Directions for this task: Scan the entries below for the string "DecodingKey" and copy every line where it turns up.

:: Material provided

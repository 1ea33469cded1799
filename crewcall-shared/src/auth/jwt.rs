/// JWT token generation and validation module
///
/// Tokens are signed using HS256 (HMAC-SHA256) and carry the user's identity
/// plus their role names, so role gates can run without a database round-trip.
///
/// # Security
///
/// - **Algorithm**: HS256 (HMAC with SHA-256)
/// - **Expiration**: 15 minutes for access tokens, 7 days for refresh tokens
/// - **Validation**: Signature, expiration, not-before, and issuer checks
/// - **Secret Management**: Secrets should be at least 32 bytes (256 bits)
///
/// # Token Types
///
/// - **Access Token**: Short-lived (15m), used for API authentication
/// - **Refresh Token**: Long-lived (7d), exchanged for a fresh token pair
///
/// # Example
///
/// ```
/// use crewcall_shared::auth::jwt::{create_token, validate_token, Claims, TokenType};
/// use uuid::Uuid;
///
/// # fn example() -> Result<(), Box<dyn std::error::Error>> {
/// let user_id = Uuid::new_v4();
///
/// let claims = Claims::new(
///     user_id,
///     "worker@example.com",
///     vec!["employee".to_string()],
///     TokenType::Access,
/// );
/// let token = create_token(&claims, "your-secret-key-at-least-32-bytes")?;
///
/// let validated = validate_token(&token, "your-secret-key-at-least-32-bytes")?;
/// assert_eq!(validated.sub, user_id);
/// # Ok(())
/// # }
/// ```
use chrono::{Duration, Utc};
use jsonwebtoken::{decode, encode, Algorithm, DecodingKey, EncodingKey, Header, Validation};
use serde::{Deserialize, Serialize};
use uuid::Uuid;

const ISSUER: &str = "crewcall";

/// Error type for JWT operations
#[derive(Debug, thiserror::Error)]
pub enum JwtError {
    /// Failed to create token
    #[error("Failed to create token: {0}")]
    CreateError(String),

    /// Failed to validate token
    #[error("Failed to validate token: {0}")]
    ValidationError(String),

    /// Token has expired
    #[error("Token has expired")]
    Expired,

    /// Invalid issuer
    #[error("Invalid issuer: expected crewcall")]
    InvalidIssuer,
}

/// Token type identifier
#[derive(Debug, Clone, Copy, PartialEq, Eq, Serialize, Deserialize)]
#[serde(rename_all = "lowercase")]
pub enum TokenType {
    /// Access token (short-lived, 15 minutes)
    Access,

    /// Refresh token (long-lived, 7 days)
    Refresh,
}

impl TokenType {
    /// Gets default expiration duration for token type
    pub fn default_expiration(&self) -> Duration {
        match self {
            TokenType::Access => Duration::minutes(15),
            TokenType::Refresh => Duration::days(7),
        }
    }

    /// Gets token type as string
    pub fn as_str(&self) -> &'static str {
        match self {
            TokenType::Access => "access",
            TokenType::Refresh => "refresh",
        }
    }
}

/// JWT claims structure
///
/// # Standard Claims
///
/// - `sub`: Subject (user ID)
/// - `iss`: Issuer (always "crewcall")
/// - `iat`: Issued at timestamp
/// - `exp`: Expiration timestamp
/// - `nbf`: Not before timestamp
///
/// # Custom Claims
///
/// - `email`: User's email address
/// - `roles`: Role names held at issue time
/// - `token_type`: Access or refresh token
#[derive(Debug, Clone, Serialize, Deserialize)]
pub struct Claims {
    /// Subject - User ID
    pub sub: Uuid,

    /// Issuer - Always "crewcall"
    pub iss: String,

    /// Issued at (Unix timestamp)
    pub iat: i64,

    /// Expiration time (Unix timestamp)
    pub exp: i64,

    /// Not before (Unix timestamp)
    pub nbf: i64,

    /// Email address (custom claim)
    pub email: String,

    /// Role names (custom claim)
    pub roles: Vec<String>,

    /// Token type (custom claim)
    pub token_type: TokenType,
}

impl Claims {
    /// Creates new claims with default expiration for the token type
    pub fn new(
        user_id: Uuid,
        email: impl Into<String>,
        roles: Vec<String>,
        token_type: TokenType,
    ) -> Self {
        Self::with_expiration(user_id, email, roles, token_type, token_type.default_expiration())
    }

    /// Creates claims with custom expiration
    pub fn with_expiration(
        user_id: Uuid,
        email: impl Into<String>,
        roles: Vec<String>,
        token_type: TokenType,
        expires_in: Duration,
    ) -> Self {
        let now = Utc::now();
        let expiration = now + expires_in;

        Self {
            sub: user_id,
            iss: ISSUER.to_string(),
            iat: now.timestamp(),
            exp: expiration.timestamp(),
            nbf: now.timestamp(),
            email: email.into(),
            roles,
            token_type,
        }
    }

    /// Checks if token has expired
    pub fn is_expired(&self) -> bool {
        Utc::now().timestamp() >= self.exp
    }
}

/// Creates a JWT token from claims
///
/// Signs the token using HS256 with the provided secret. The secret should
/// be at least 32 bytes, randomly generated, and kept out of source control.
pub fn create_token(claims: &Claims, secret: &str) -> Result<String, JwtError> {
    let header = Header::new(Algorithm::HS256);
    let key = EncodingKey::from_secret(secret.as_bytes());

    encode(&header, claims, &key)
        .map_err(|e| JwtError::CreateError(format!("Token encoding failed: {}", e)))
}

/// Validates a JWT token and extracts claims
///
/// Verifies the signature, expiration, not-before time, and issuer.
pub fn validate_token(token: &str, secret: &str) -> Result<Claims, JwtError> {
    let key = DecodingKey::from_secret(secret.as_bytes());

    let mut validation = Validation::new(Algorithm::HS256);
    validation.set_issuer(&[ISSUER]);
    validation.validate_exp = true;
    validation.validate_nbf = true;

    let token_data = decode::<Claims>(token, &key, &validation).map_err(|e| match e.kind() {
        jsonwebtoken::errors::ErrorKind::ExpiredSignature => JwtError::Expired,
        jsonwebtoken::errors::ErrorKind::InvalidIssuer => JwtError::InvalidIssuer,
        _ => JwtError::ValidationError(format!("Token validation failed: {}", e)),
    })?;

    Ok(token_data.claims)
}

/// Validates token and checks it's an access token
pub fn validate_access_token(token: &str, secret: &str) -> Result<Claims, JwtError> {
    let claims = validate_token(token, secret)?;

    if claims.token_type != TokenType::Access {
        return Err(JwtError::ValidationError(
            "Expected access token, got refresh token".to_string(),
        ));
    }

    Ok(claims)
}

/// Validates token and checks it's a refresh token
pub fn validate_refresh_token(token: &str, secret: &str) -> Result<Claims, JwtError> {
    let claims = validate_token(token, secret)?;

    if claims.token_type != TokenType::Refresh {
        return Err(JwtError::ValidationError(
            "Expected refresh token, got access token".to_string(),
        ));
    }

    Ok(claims)
}

/// A freshly issued access/refresh token pair
#[derive(Debug, Clone, Serialize, Deserialize)]
pub struct TokenPair {
    pub access_token: String,
    pub refresh_token: String,
}

/// Issues an access/refresh token pair for a user
pub fn issue_token_pair(
    user_id: Uuid,
    email: &str,
    roles: Vec<String>,
    secret: &str,
) -> Result<TokenPair, JwtError> {
    let access_claims = Claims::new(user_id, email, roles.clone(), TokenType::Access);
    let refresh_claims = Claims::new(user_id, email, roles, TokenType::Refresh);

    Ok(TokenPair {
        access_token: create_token(&access_claims, secret)?,
        refresh_token: create_token(&refresh_claims, secret)?,
    })
}

#[cfg(test)]
mod tests {
    use super::*;

    fn roles() -> Vec<String> {
        vec!["employee".to_string()]
    }

    #[test]
    fn test_token_type_expiration() {
        assert_eq!(TokenType::Access.default_expiration(), Duration::minutes(15));
        assert_eq!(TokenType::Refresh.default_expiration(), Duration::days(7));
    }

    #[test]
    fn test_claims_creation() {
        let user_id = Uuid::new_v4();
        let claims = Claims::new(user_id, "a@example.com", roles(), TokenType::Access);

        assert_eq!(claims.sub, user_id);
        assert_eq!(claims.iss, "crewcall");
        assert_eq!(claims.email, "a@example.com");
        assert_eq!(claims.roles, vec!["employee"]);
        assert_eq!(claims.token_type, TokenType::Access);
        assert!(!claims.is_expired());
    }

    #[test]
    fn test_create_and_validate_token() {
        let user_id = Uuid::new_v4();
        let secret = "test-secret-key-at-least-32-bytes-long";

        let claims = Claims::new(user_id, "a@example.com", roles(), TokenType::Access);
        let token = create_token(&claims, secret).expect("Should create token");

        let validated = validate_token(&token, secret).expect("Should validate token");
        assert_eq!(validated.sub, user_id);
        assert_eq!(validated.email, "a@example.com");
        assert_eq!(validated.token_type, TokenType::Access);
        assert_eq!(validated.iss, "crewcall");
    }

    #[test]
    fn test_validate_with_wrong_secret() {
        let claims = Claims::new(Uuid::new_v4(), "a@example.com", roles(), TokenType::Access);
        let token = create_token(&claims, "secret1").expect("Should create token");

        assert!(validate_token(&token, "wrong-secret").is_err());
    }

    #[test]
    fn test_validate_expired_token() {
        let secret = "test-secret";

        let claims = Claims::with_expiration(
            Uuid::new_v4(),
            "a@example.com",
            roles(),
            TokenType::Access,
            Duration::seconds(-3600), // Negative duration = already expired
        );

        assert!(claims.is_expired());

        let token = create_token(&claims, secret).expect("Should create token");
        let result = validate_token(&token, secret);

        assert!(matches!(result.unwrap_err(), JwtError::Expired));
    }

    #[test]
    fn test_token_type_enforcement() {
        let secret = "secret";

        let access_claims = Claims::new(Uuid::new_v4(), "a@example.com", roles(), TokenType::Access);
        let access_token = create_token(&access_claims, secret).unwrap();
        assert!(validate_access_token(&access_token, secret).is_ok());
        assert!(validate_refresh_token(&access_token, secret).is_err());

        let refresh_claims =
            Claims::new(Uuid::new_v4(), "a@example.com", roles(), TokenType::Refresh);
        let refresh_token = create_token(&refresh_claims, secret).unwrap();
        assert!(validate_refresh_token(&refresh_token, secret).is_ok());
        assert!(validate_access_token(&refresh_token, secret).is_err());
    }

    #[test]
    fn test_issue_token_pair() {
        let user_id = Uuid::new_v4();
        let secret = "my-secret-key-for-testing-purposes";

        let pair = issue_token_pair(user_id, "a@example.com", roles(), secret).unwrap();

        let access = validate_access_token(&pair.access_token, secret).unwrap();
        assert_eq!(access.sub, user_id);

        let refresh = validate_refresh_token(&pair.refresh_token, secret).unwrap();
        assert_eq!(refresh.sub, user_id);
        assert_eq!(refresh.roles, vec!["employee"]);
    }
}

::::

Result below:
use jsonwebtoken::{decode, encode, Algorithm, DecodingKey, EncodingKey, Header, Validation};
    let key = DecodingKey::from_secret(secret.as_bytes());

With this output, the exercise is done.